[Stored data entries]
-.-.-

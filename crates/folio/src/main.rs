//! `folio` - CLI for rendering portfolio pages
//!
//! This binary loads a catalog, renders it to a static HTML page and offers
//! a few inspection commands.

#![warn(missing_debug_implementations)]
#![deny(unsafe_code)]

use std::path::{Path, PathBuf};

use anyhow::Context;
use clap::Parser;

use folio::cli::{
    CheckCommand, Cli, Command, ConfigCommand, OutputFormat, RenderCommand, TagsCommand,
};
use folio::render::{compute_used_tags, html, ClientScript};
use folio::{init_logging, App, Catalog, SiteConfig};

fn main() -> anyhow::Result<()> {
    let cli = Cli::parse();

    init_logging(cli.verbosity());

    if let Some(path) = cli.validate_target() {
        return handle_validate(&path);
    }

    let config = SiteConfig::load_from(cli.config.clone()).context("loading configuration")?;

    match cli.command {
        Command::Render(cmd) => handle_render(config, cmd),
        Command::Check(cmd) => handle_check(&config, &cmd),
        Command::Tags(cmd) => handle_tags(&config, &cmd),
        Command::Config(cmd) => handle_config(&config, cmd),
    }
}

fn load_catalog(config: &SiteConfig, path: Option<&PathBuf>) -> anyhow::Result<Catalog> {
    let path = path.unwrap_or(&config.catalog.path);
    Catalog::load(path, &config.catalog)
        .with_context(|| format!("loading catalog {}", path.display()))
}

fn handle_render(config: SiteConfig, cmd: RenderCommand) -> anyhow::Result<()> {
    let catalog = load_catalog(&config, cmd.catalog.as_ref())?;
    let out = cmd.out.unwrap_or_else(|| config.output.path.clone());
    let app = App::new(catalog, config);

    if cmd.stdout {
        let script = ClientScript::from_config(&app.config().site).inlined();
        print!("{}", html::document(&app.view(), app.config(), &script));
    } else {
        html::write_site(&out, &app.view(), app.config())?;
        println!(
            "Rendered {} projects to {}",
            app.catalog().len(),
            out.display()
        );
    }
    Ok(())
}

fn handle_check(config: &SiteConfig, cmd: &CheckCommand) -> anyhow::Result<()> {
    let catalog = load_catalog(config, cmd.catalog.as_ref())?;
    let unknown = catalog.unknown_tags();
    let used = compute_used_tags(&catalog);

    if cmd.json {
        let report = serde_json::json!({
            "projects": catalog.len(),
            "tags": catalog.tags.len(),
            "used_tags": used,
            "unknown_tags": unknown,
        });
        println!("{}", serde_json::to_string_pretty(&report)?);
    } else {
        println!("Catalog check");
        println!("-------------");
        println!("Projects:       {}", catalog.len());
        println!("Registered tags: {}", catalog.tags.len());
        println!("Used tags:      {}", used.join(", "));
        if unknown.is_empty() {
            println!("Unknown tags:   none");
        } else {
            println!("Unknown tags:");
            for entry in &unknown {
                println!("  {} -> {}", entry.project_id, entry.tag_id);
            }
        }
    }
    Ok(())
}

fn handle_tags(config: &SiteConfig, cmd: &TagsCommand) -> anyhow::Result<()> {
    let catalog = load_catalog(config, cmd.catalog.as_ref())?;
    let used = compute_used_tags(&catalog);

    match cmd.format {
        OutputFormat::Json => {
            let tags: Vec<_> = used
                .iter()
                .map(|id| match catalog.tags.lookup(id) {
                    Some(tag) => {
                        serde_json::json!({ "id": id, "label": tag.label, "icon": tag.icon })
                    }
                    None => serde_json::json!({ "id": id, "label": null, "icon": null }),
                })
                .collect();
            println!("{}", serde_json::to_string_pretty(&tags)?);
        }
        OutputFormat::Plain => {
            for id in &used {
                match catalog.tags.lookup(id) {
                    Some(tag) => println!("{id:<16} {}", tag.label),
                    None => println!("{id:<16} (unregistered)"),
                }
            }
        }
    }
    Ok(())
}

fn handle_config(config: &SiteConfig, cmd: ConfigCommand) -> anyhow::Result<()> {
    match cmd {
        ConfigCommand::Show { json } => {
            if json {
                println!("{}", serde_json::to_string_pretty(config)?);
            } else {
                println!("Current Configuration");
                println!("=====================");
                println!();
                println!("[Site]");
                println!("  Title:              {}", config.site.title);
                println!("  Heading:            {}", config.site.heading);
                println!(
                    "  Stylesheet:         {}",
                    config.site.stylesheet.as_deref().unwrap_or("(none)")
                );
                println!(
                    "  Script:             {}",
                    config.site.script.as_deref().unwrap_or("(inline)")
                );
                println!("  Bundle script:      {}", config.site.bundle_script);
                println!();
                println!("[Catalog]");
                println!("  Path:               {}", config.catalog.path.display());
                println!("  Duplicate ids:      {:?}", config.catalog.duplicate_ids);
                println!("  Warn unknown tags:  {}", config.catalog.warn_unknown_tags);
                println!();
                println!("[Lightbox]");
                println!("  Close key:          {}", config.lightbox.close_key);
                println!();
                println!("[Output]");
                println!("  Path:               {}", config.output.path.display());
            }
        }
        ConfigCommand::Path => {
            println!("{}", SiteConfig::default_config_path().display());
        }
        ConfigCommand::Validate { file } => {
            handle_validate(&file.unwrap_or_else(SiteConfig::default_config_path))?;
        }
    }
    Ok(())
}

fn handle_validate(path: &Path) -> anyhow::Result<()> {
    println!("Validating configuration: {}", path.display());
    match SiteConfig::load_from(Some(path.to_path_buf())) {
        Ok(_) => println!("Configuration is valid."),
        Err(e) => println!("Configuration error: {e}"),
    }
    Ok(())
}
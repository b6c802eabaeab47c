//! Command-line interface for folio.
//!
//! This module provides the CLI structure for the `folio` binary.

mod commands;

use std::path::PathBuf;

use clap::{Parser, Subcommand};

pub use commands::{CheckCommand, ConfigCommand, OutputFormat, RenderCommand, TagsCommand};

/// folio - Render a project catalog into a filterable portfolio page
///
/// Reads a catalog of projects and technology tags, and writes a static page
/// with expandable project cards, tag filters and a screenshot lightbox.
#[derive(Debug, Parser)]
#[command(name = "folio")]
#[command(author, version, about, long_about = None)]
#[command(propagate_version = true)]
pub struct Cli {
    /// Path to custom configuration file
    #[arg(short, long, global = true, value_name = "FILE")]
    pub config: Option<PathBuf>,

    /// Increase verbosity (-v for debug, -vv for trace)
    #[arg(short, long, action = clap::ArgAction::Count, global = true)]
    pub verbose: u8,

    /// Suppress all output except errors
    #[arg(short, long, global = true)]
    pub quiet: bool,

    /// The command to execute
    #[command(subcommand)]
    pub command: Command,
}

/// Available commands.
#[derive(Debug, Subcommand)]
pub enum Command {
    /// Render the catalog to an HTML page
    Render(RenderCommand),

    /// Load the catalog and report problems
    Check(CheckCommand),

    /// List the tags used by the catalog
    Tags(TagsCommand),

    /// View or validate configuration
    #[command(subcommand)]
    Config(ConfigCommand),
}

impl Cli {
    /// The file `config validate` checks, or `None` for any other command.
    ///
    /// Resolved before any configuration is loaded so a broken default file
    /// cannot stop another file from being validated.
    #[must_use]
    pub fn validate_target(&self) -> Option<PathBuf> {
        match &self.command {
            Command::Config(ConfigCommand::Validate { file }) => Some(
                file.clone()
                    .or_else(|| self.config.clone())
                    .unwrap_or_else(crate::config::SiteConfig::default_config_path),
            ),
            _ => None,
        }
    }

    /// Get the verbosity level based on flags.
    #[must_use]
    pub fn verbosity(&self) -> crate::logging::Verbosity {
        if self.quiet {
            crate::logging::Verbosity::Quiet
        } else {
            match self.verbose {
                0 => crate::logging::Verbosity::Normal,
                1 => crate::logging::Verbosity::Verbose,
                _ => crate::logging::Verbosity::Trace,
            }
        }
    }
}

#[cfg(test)]
mod tests {
    use super::*;
    use crate::logging::Verbosity;
    use clap::CommandFactory;

    fn cli(verbose: u8, quiet: bool) -> Cli {
        Cli {
            config: None,
            verbose,
            quiet,
            command: Command::Check(CheckCommand {
                catalog: None,
                json: false,
            }),
        }
    }

    #[test]
    fn test_cli_name() {
        assert_eq!(Cli::command().get_name(), "folio");
    }

    #[test]
    fn test_cli_verify() {
        Cli::command().debug_assert();
    }

    #[test]
    fn test_verbosity() {
        assert_eq!(cli(0, true).verbosity(), Verbosity::Quiet);
        assert_eq!(cli(3, true).verbosity(), Verbosity::Quiet);
        assert_eq!(cli(0, false).verbosity(), Verbosity::Normal);
        assert_eq!(cli(1, false).verbosity(), Verbosity::Verbose);
        assert_eq!(cli(2, false).verbosity(), Verbosity::Trace);
    }

    #[test]
    fn test_parse_render() {
        let cli = Cli::try_parse_from(["folio", "render", "--out", "site/index.html"]).unwrap();
        match cli.command {
            Command::Render(cmd) => {
                assert_eq!(cmd.out, Some(PathBuf::from("site/index.html")));
                assert!(!cmd.stdout);
            }
            other => panic!("unexpected command: {other:?}"),
        }
    }

    #[test]
    fn test_parse_render_out_conflicts_with_stdout() {
        let result = Cli::try_parse_from(["folio", "render", "--out", "a.html", "--stdout"]);
        assert!(result.is_err());
    }

    #[test]
    fn test_parse_check_with_catalog() {
        let cli =
            Cli::try_parse_from(["folio", "check", "--catalog", "data/catalog.toml", "--json"])
                .unwrap();
        match cli.command {
            Command::Check(cmd) => {
                assert_eq!(cmd.catalog, Some(PathBuf::from("data/catalog.toml")));
                assert!(cmd.json);
            }
            other => panic!("unexpected command: {other:?}"),
        }
    }

    #[test]
    fn test_parse_tags_json() {
        let cli = Cli::try_parse_from(["folio", "tags", "--format", "json"]).unwrap();
        assert!(matches!(
            cli.command,
            Command::Tags(TagsCommand {
                format: OutputFormat::Json,
                ..
            })
        ));
    }

    #[test]
    fn test_parse_config_show() {
        let cli = Cli::try_parse_from(["folio", "config", "show", "--json"]).unwrap();
        assert!(matches!(
            cli.command,
            Command::Config(ConfigCommand::Show { json: true })
        ));
    }

    #[test]
    fn test_parse_global_flags() {
        let cli = Cli::try_parse_from(["folio", "-c", "/custom/config.toml", "-vv", "tags"])
            .unwrap();
        assert_eq!(cli.config, Some(PathBuf::from("/custom/config.toml")));
        assert_eq!(cli.verbose, 2);
    }

    #[test]
    fn test_validate_target_prefers_file() {
        let cli = Cli::try_parse_from([
            "folio",
            "-c",
            "/broken/config.toml",
            "config",
            "validate",
            "--file",
            "/tmp/other.toml",
        ])
        .unwrap();
        assert_eq!(cli.validate_target(), Some(PathBuf::from("/tmp/other.toml")));
    }

    #[test]
    fn test_validate_target_falls_back() {
        let cli =
            Cli::try_parse_from(["folio", "-c", "/custom/config.toml", "config", "validate"])
                .unwrap();
        assert_eq!(cli.validate_target(), Some(PathBuf::from("/custom/config.toml")));

        let cli = Cli::try_parse_from(["folio", "config", "validate"]).unwrap();
        assert_eq!(
            cli.validate_target(),
            Some(crate::config::SiteConfig::default_config_path())
        );
    }

    #[test]
    fn test_validate_target_only_for_validate() {
        let cli = Cli::try_parse_from(["folio", "render"]).unwrap();
        assert!(cli.validate_target().is_none());
        let cli = Cli::try_parse_from(["folio", "config", "show"]).unwrap();
        assert!(cli.validate_target().is_none());
    }
}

-.-.-

**DIRECTIONS FOR THIS TASK:**
If a line in the entries above contains the word "bool", copy it.

**TASK OUTPUT:**
    pub quiet: bool,
    fn cli(verbose: u8, quiet: bool) -> Cli {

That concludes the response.